Collected data
'''

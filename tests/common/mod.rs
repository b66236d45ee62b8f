//! Shared test utilities and fixtures for the Armory test suite.
//!
//! This module provides:
//! - mockall doubles for the package query, installer and process executor
//! - A fake tools directory with dependency manifests
//! - A builder wiring the doubles into an RsaCtfTool module instance
//!
//! # Usage
//!
//! ```rust,ignore
//! mod common;
//! use common::*;
//! ```

#![allow(dead_code)]

use std::path::Path;
use std::sync::Arc;
use std::time::Duration;

use mockall::mock;
use tempfile::TempDir;

use armory::modules::deps::{
    DependencyManifest, PackageInstaller, PackageQuery, QueryOutcome, VersionConflict,
};
use armory::modules::rsactftool::RsaCtfToolModule;
use armory::modules::{
    CommandResult, ExecuteOptions, Invocation, ModuleResult, ProcessExecutor, ToolModule,
};

pub const PYTHON: &str = "/usr/bin/python3";

mock! {
    pub Query {}

    impl PackageQuery for Query {
        fn query(&self, manifest: &DependencyManifest) -> ModuleResult<QueryOutcome>;
    }
}

mock! {
    pub Installer {}

    impl PackageInstaller for Installer {
        fn install(&self, manifest: &Path, timeout: Option<Duration>) -> ModuleResult<()>;
    }
}

mock! {
    pub Executor {}

    impl ProcessExecutor for Executor {
        fn execute(
            &self,
            invocation: &Invocation,
            options: &ExecuteOptions,
        ) -> ModuleResult<CommandResult>;
    }
}

// ============================================================================
// Fixtures
// ============================================================================

/// A tools directory containing `RsaCtfTool/requirements.txt` and, when
/// given, `RsaCtfTool/optional-requirements.txt`
pub fn tools_dir(requirements: &str, optional: Option<&str>) -> TempDir {
    let dir = tempfile::tempdir().unwrap();
    let tool = dir.path().join("RsaCtfTool");
    std::fs::create_dir_all(&tool).unwrap();
    std::fs::write(tool.join("requirements.txt"), requirements).unwrap();
    if let Some(optional) = optional {
        std::fs::write(tool.join("optional-requirements.txt"), optional).unwrap();
    }
    dir
}

/// Default manifest used by most tests
pub const REQUIREMENTS: &str = "\
# RSA attacks
cryptography>=3.0
gmpy2
sympy~=1.9
";

/// A query that always answers `outcome`
pub fn query_returning(outcome: QueryOutcome) -> MockQuery {
    let mut query = MockQuery::new();
    query
        .expect_query()
        .returning(move |_| Ok(outcome.clone()));
    query
}

/// An installer that must never be called
pub fn no_installs() -> MockInstaller {
    let mut installer = MockInstaller::new();
    installer.expect_install().times(0);
    installer
}

/// An executor that succeeds with `stdout`
pub fn executor_ok(stdout: &'static str) -> MockExecutor {
    let mut executor = MockExecutor::new();
    executor.expect_execute().returning(move |_, _| {
        Ok(CommandResult {
            rc: 0,
            stdout: stdout.to_string(),
            stderr: String::new(),
        })
    });
    executor
}

/// An executor that must never be called
pub fn no_execution() -> MockExecutor {
    let mut executor = MockExecutor::new();
    executor.expect_execute().times(0);
    executor
}

pub fn conflict(package: &str, installed: &str, required: &str) -> QueryOutcome {
    QueryOutcome::Conflict(vec![VersionConflict {
        package: package.to_string(),
        installed: installed.to_string(),
        required: required.to_string(),
    }])
}

/// An RsaCtfTool instance under `dir` wired to the given doubles
pub fn rsactftool(
    dir: &Path,
    query: MockQuery,
    installer: MockInstaller,
    executor: MockExecutor,
) -> ToolModule {
    ToolModule::new(&RsaCtfToolModule, PYTHON, dir)
        .with_query(Arc::new(query))
        .with_installer(Arc::new(installer))
        .with_executor(Arc::new(executor))
}

/// An RsaCtfTool instance for parameter and synthesis tests only
pub fn offline_rsactftool() -> ToolModule {
    ToolModule::new(&RsaCtfToolModule, PYTHON, "/opt/tools")
        .with_query(Arc::new(MockQuery::new()))
        .with_installer(Arc::new(MockInstaller::new()))
        .with_executor(Arc::new(MockExecutor::new()))
}

/// Tokens after `[interpreter, script]`
pub fn flag_tokens(tool: &ToolModule) -> Vec<String> {
    tool.invocation().args()[1..].to_vec()
}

'''

* [To do]: Restate the data exactly, keeping every line intact.

* [Task response]:
filename tests/common/mod.rs
repository b66236d45ee62b8f
//! Shared test utilities and fixtures for the Armory test suite.
//!
//! This module provides:
//! - mockall doubles for the package query, installer and process executor
//! - A fake tools directory with dependency manifests
//! - A builder wiring the doubles into an RsaCtfTool module instance
//!
//! # Usage
//!
//! ```rust,ignore
//! mod common;
//! use common::*;
//! ```

#![allow(dead_code)]

use std::path::Path;
use std::sync::Arc;
use std::time::Duration;

use mockall::mock;
use tempfile::TempDir;

use armory::modules::deps::{
    DependencyManifest, PackageInstaller, PackageQuery, QueryOutcome, VersionConflict,
};
use armory::modules::rsactftool::RsaCtfToolModule;
use armory::modules::{
    CommandResult, ExecuteOptions, Invocation, ModuleResult, ProcessExecutor, ToolModule,
};

pub const PYTHON: &str = "/usr/bin/python3";

mock! {
    pub Query {}

    impl PackageQuery for Query {
        fn query(&self, manifest: &DependencyManifest) -> ModuleResult<QueryOutcome>;
    }
}

mock! {
    pub Installer {}

    impl PackageInstaller for Installer {
        fn install(&self, manifest: &Path, timeout: Option<Duration>) -> ModuleResult<()>;
    }
}

mock! {
    pub Executor {}

    impl ProcessExecutor for Executor {
        fn execute(
            &self,
            invocation: &Invocation,
            options: &ExecuteOptions,
        ) -> ModuleResult<CommandResult>;
    }
}

// ============================================================================
// Fixtures
// ============================================================================

/// A tools directory containing `RsaCtfTool/requirements.txt` and, when
/// given, `RsaCtfTool/optional-requirements.txt`
pub fn tools_dir(requirements: &str, optional: Option<&str>) -> TempDir {
    let dir = tempfile::tempdir().unwrap();
    let tool = dir.path().join("RsaCtfTool");
    std::fs::create_dir_all(&tool).unwrap();
    std::fs::write(tool.join("requirements.txt"), requirements).unwrap();
    if let Some(optional) = optional {
        std::fs::write(tool.join("optional-requirements.txt"), optional).unwrap();
    }
    dir
}

/// Default manifest used by most tests
pub const REQUIREMENTS: &str = "\
# RSA attacks
cryptography>=3.0
gmpy2
sympy~=1.9
";

/// A query that always answers `outcome`
pub fn query_returning(outcome: QueryOutcome) -> MockQuery {
    let mut query = MockQuery::new();
    query
        .expect_query()
        .returning(move |_| Ok(outcome.clone()));
    query
}

/// An installer that must never be called
pub fn no_installs() -> MockInstaller {
    let mut installer = MockInstaller::new();
    installer.expect_install().times(0);
    installer
}

/// An executor that succeeds with `stdout`
pub fn executor_ok(stdout: &'static str) -> MockExecutor {
    let mut executor = MockExecutor::new();
    executor.expect_execute().returning(move |_, _| {
        Ok(CommandResult {
            rc: 0,
            stdout: stdout.to_string(),
            stderr: String::new(),
        })
    });
    executor
}

/// An executor that must never be called
pub fn no_execution() -> MockExecutor {
    let mut executor = MockExecutor::new();
    executor.expect_execute().times(0);
    executor
}

pub fn conflict(package: &str, installed: &str, required: &str) -> QueryOutcome {
    QueryOutcome::Conflict(vec![VersionConflict {
        package: package.to_string(),
        installed: installed.to_string(),
        required: required.to_string(),
    }])
}

/// An RsaCtfTool instance under `dir` wired to the given doubles
pub fn rsactftool(
    dir: &Path,
    query: MockQuery,
    installer: MockInstaller,
    executor: MockExecutor,
) -> ToolModule {
    ToolModule::new(&RsaCtfToolModule, PYTHON, dir)
        .with_query(Arc::new(query))
        .with_installer(Arc::new(installer))
        .with_executor(Arc::new(executor))
}

/// An RsaCtfTool instance for parameter and synthesis tests only
pub fn offline_rsactftool() -> ToolModule {
    ToolModule::new(&RsaCtfToolModule, PYTHON, "/opt/tools")
        .with_query(Arc::new(MockQuery::new()))
        .with_installer(Arc::new(MockInstaller::new()))
        .with_executor(Arc::new(MockExecutor::new()))
}

/// Tokens after `[interpreter, script]`
pub fn flag_tokens(tool: &ToolModule) -> Vec<String> {
    tool.invocation().args()[1..].to_vec()
}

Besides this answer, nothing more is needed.